Whipping Boy : Submarine


Submarine de Whipping Boy

Sortie : 1992
Produit par Whipping Boy
Label : Liquid Records

La claque ! Un riff coup de matraque ! Puis ça s’ouvre, ça s’éclaire, ça fait rentrer de la lumière pour une mélodie doucereuse noyée de saturations. « Safari », le premier morceau de cet album, marque le tempo pour la suite : il y aura beaucoup de bruits.
Une certaine forme de violence se dégage de cet album. Ferghal McKee est un personnage torturé et il prendra le soin de colorer sa musique selon l’humeur du moment.
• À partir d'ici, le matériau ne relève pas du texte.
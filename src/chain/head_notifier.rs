// Copyright 2019-2026 ChainSafe Systems
// SPDX-License-Identifier: Apache-2.0, MIT

use std::sync::Arc;
use std::time::Duration;

use tokio_util::sync::CancellationToken;
use tracing::{debug, info, warn};

use crate::blocks::Tipset;
use crate::datasource::{DataSource, Error};

/// A change of the chain head, in the order the observer must apply it.
#[derive(Debug, Clone, PartialEq, Eq, strum::Display)]
pub enum HeadEvent {
    /// The head observers should resynchronise to.
    #[strum(to_string = "current")]
    Current(Tipset),
    #[strum(to_string = "apply")]
    Apply(Tipset),
    #[strum(to_string = "revert")]
    Revert(Tipset),
}

impl HeadEvent {
    pub fn tipset(&self) -> &Tipset {
        match self {
            Self::Current(ts) | Self::Apply(ts) | Self::Revert(ts) => ts,
        }
    }
}

/// Computes the events that move observers from `old` to `new` through their common ancestor:
/// reverts newest first, then applies oldest first.
///
/// Returns `None` when more than `max_depth` tipsets would change, in which case observers should
/// resynchronise with a [`HeadEvent::Current`].
pub async fn head_change(
    source: &dyn DataSource,
    old: &Tipset,
    new: &Tipset,
    max_depth: usize,
) -> Result<Option<Vec<HeadEvent>>, Error> {
    let mut reverts = vec![];
    let mut applies = vec![];
    let mut a = old.clone();
    let mut b = new.clone();
    while a.key() != b.key() {
        if reverts.len() + applies.len() > max_depth {
            return Ok(None);
        }
        if a.epoch() >= b.epoch() {
            let parent = source.tipset(a.parents()).await?;
            reverts.push(HeadEvent::Revert(std::mem::replace(&mut a, parent)));
        } else {
            let parent = source.tipset(b.parents()).await?;
            applies.push(HeadEvent::Apply(std::mem::replace(&mut b, parent)));
        }
    }
    if reverts.len() + applies.len() > max_depth {
        return Ok(None);
    }
    applies.reverse();
    reverts.extend(applies);
    Ok(Some(reverts))
}

/// Turns the node's head into a stream of [`HeadEvent`]s by polling it.
pub struct HeadNotifier {
    source: Arc<dyn DataSource>,
    interval: Duration,
    max_reorg_depth: usize,
}

impl HeadNotifier {
    pub const DEFAULT_INTERVAL: Duration = Duration::from_secs(5);
    pub const DEFAULT_MAX_REORG_DEPTH: usize = 900;

    pub fn new(source: Arc<dyn DataSource>) -> Self {
        Self {
            source,
            interval: Self::DEFAULT_INTERVAL,
            max_reorg_depth: Self::DEFAULT_MAX_REORG_DEPTH,
        }
    }

    pub fn with_interval(mut self, interval: Duration) -> Self {
        self.interval = interval;
        self
    }

    pub fn with_max_reorg_depth(mut self, depth: usize) -> Self {
        self.max_reorg_depth = depth;
        self
    }

    /// Sends events to `tx` until cancelled or until the receiver is dropped. The first event is
    /// always [`HeadEvent::Current`]. Sends block when the receiver lags behind, which stops
    /// polling until it catches up.
    pub async fn run(
        self,
        tx: flume::Sender<HeadEvent>,
        cancel: CancellationToken,
    ) -> Result<(), Error> {
        let mut last: Option<Tipset> = None;
        loop {
            match self.source.chain_head().await {
                Ok(head) => {
                    let events = match &last {
                        None => vec![HeadEvent::Current(head.clone())],
                        Some(prev) if prev.key() == head.key() => vec![],
                        Some(prev) => match head_change(
                            self.source.as_ref(),
                            prev,
                            &head,
                            self.max_reorg_depth,
                        )
                        .await
                        {
                            Ok(Some(events)) => events,
                            Ok(None) => {
                                info!(
                                    height = head.epoch(),
                                    max_depth = self.max_reorg_depth,
                                    "reorg too deep, resynchronising"
                                );
                                vec![HeadEvent::Current(head.clone())]
                            }
                            Err(e) => {
                                warn!(%e, "failed to compute head change");
                                vec![]
                            }
                        },
                    };
                    if !events.is_empty() {
                        last = Some(head);
                    }
                    for event in events {
                        debug!(kind = %event, height = event.tipset().epoch(), "head event");
                        tokio::select! {
                            sent = tx.send_async(event) => {
                                if sent.is_err() {
                                    return Ok(());
                                }
                            }
                            _ = cancel.cancelled() => return Ok(()),
                        }
                    }
                }
                Err(e) if e.is_retryable() => warn!(%e, "failed to poll chain head"),
                Err(e) => return Err(e),
            }
            tokio::select! {
                _ = tokio::time::sleep(self.interval) => {}
                _ = cancel.cancelled() => return Ok(()),
            }
        }
    }
}

#[cfg(test)]
mod tests {
    use super::*;
    use crate::datasource::memory::{ChainBuilder, TipsetShape};

    #[tokio::test]
    async fn linear_advance_applies_in_order() {
        let mut builder = ChainBuilder::new();
        let old = builder.extend_to(2);
        let new = builder.extend_to(5);
        let source = builder.source();
        let events = head_change(source.as_ref(), &old, &new, 10)
            .await
            .unwrap()
            .unwrap();
        let heights: Vec<_> = events
            .iter()
            .map(|e| match e {
                HeadEvent::Apply(ts) => ts.epoch(),
                _ => panic!("unexpected {e:?}"),
            })
            .collect();
        assert_eq!(heights, vec![3, 4, 5]);
    }

    #[tokio::test]
    async fn reorg_reverts_then_applies() {
        let mut builder = ChainBuilder::new();
        let base = builder.extend_to(2);
        let a3 = builder.append(&base, 3, TipsetShape::default());
        let a4 = builder.append(&a3, 4, TipsetShape::default());
        let b3 = builder.append(&base, 3, TipsetShape::default());
        let b5 = builder.append(&b3, 5, TipsetShape::default());
        let source = builder.source();

        let events = head_change(source.as_ref(), &a4, &b5, 10)
            .await
            .unwrap()
            .unwrap();
        assert_eq!(
            events,
            vec![
                HeadEvent::Revert(a4.clone()),
                HeadEvent::Revert(a3),
                HeadEvent::Apply(b3),
                HeadEvent::Apply(b5.clone()),
            ]
        );
        assert_eq!(head_change(source.as_ref(), &a4, &b5, 2).await.unwrap(), None);
    }

    #[tokio::test]
    async fn notifier_starts_with_current() {
        let mut builder = ChainBuilder::new();
        builder.extend_to(3);
        let source: Arc<dyn DataSource> = builder.source();
        let (tx, rx) = flume::bounded(4);
        let cancel = CancellationToken::new();
        let notifier = HeadNotifier::new(source).with_interval(Duration::from_millis(10));
        let task = tokio::spawn(notifier.run(tx, cancel.clone()));

        let first = rx.recv_async().await.unwrap();
        assert!(matches!(first, HeadEvent::Current(ref ts) if ts.epoch() == 3));
        builder.extend_to(5);
        let heights = [
            rx.recv_async().await.unwrap(),
            rx.recv_async().await.unwrap(),
        ]
        .map(|e| match e {
            HeadEvent::Apply(ts) => ts.epoch(),
            other => panic!("unexpected {other:?}"),
        });
        // Polling may observe height 4 and 5 separately or together; the order is fixed.
        assert_eq!(heights, [4, 5]);
        cancel.cancel();
        task.await.unwrap().unwrap();
    }
}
Particulièrement gorgées de guitares, les chansons de Submarine, cathartiques et vombrissantes, frappent et cognent plus qu’elles ne caressent.
Progressivement, avec le concours de la section rythmique, plutôt martiale, une certaine tension va s’installer, comme sur le superbe « Beatle », irrespirable, enfermant l’auditeur dans un étau. Subjugué par la puissance des coups, ce dernier étouffe presque, s’asphyxie. La nonchalance du chant, parfois même parlé, la gravité du ton, la douceur des mélodies cristallines de certaines intro, renforcent cette impression d’intensité dépassant de loin ce que l’auditeur peut contenir, obligé alors de s’incliner.
Quelque part entre les agressions industrielles du mouvement Camden Lursh (Whipping Boy possède quelques similitudes avec The God Machine ou Therapy ?) et les évanescences du mouvement shoegaze, le groupe irlandais de Ferghal McKee impose un maxi-format de froideur et de saturations.
Il est assez rare de voir autant de violence dans ce type de musique, mais ici, elle est soit subjugué, déformée en un trip robotique (« Buffalo »), soit elle est contenue, rentrée en des moments vaporeux et saturées, aux voix légères comme des plumes (« Astronaut Blue », adorable merveille shoegaze).
Dans un mélange des deux, cela aboutit à de grandes chansons ébouriffantes : « Sushi » et alternant passage cristallin et soubresaut industriel, « Favorite Sister », sa basse, ses roulements de batterie, sa flûte, ses moments d’accalmie, toujours sur la corde raide, ses déferlantes de guitares ou bien « Snow », son groove et sa basse magique en forme de lame de rasoir.
Ce qui est étonnant avec cet album, très réussi, mais malheureusement éclipsé par le succès du deuxième, c’est la facilité avec laquelle Ferghal McKee accepte et semble apprécier devoir se plier sous les coups de ses propres guitares, dans une sorte de masochisme pervers et particulièrement jouissif. Mêlant ainsi riff plutôt rêveur et saccages tourbillonnant, Ferghal McKee cède sous le poids des saturations (extraordinaire morceau éponyme de fin), se laisse emporter, comme s’avouant vaincu, conférant une force de percussion toute particulière à ses chansons.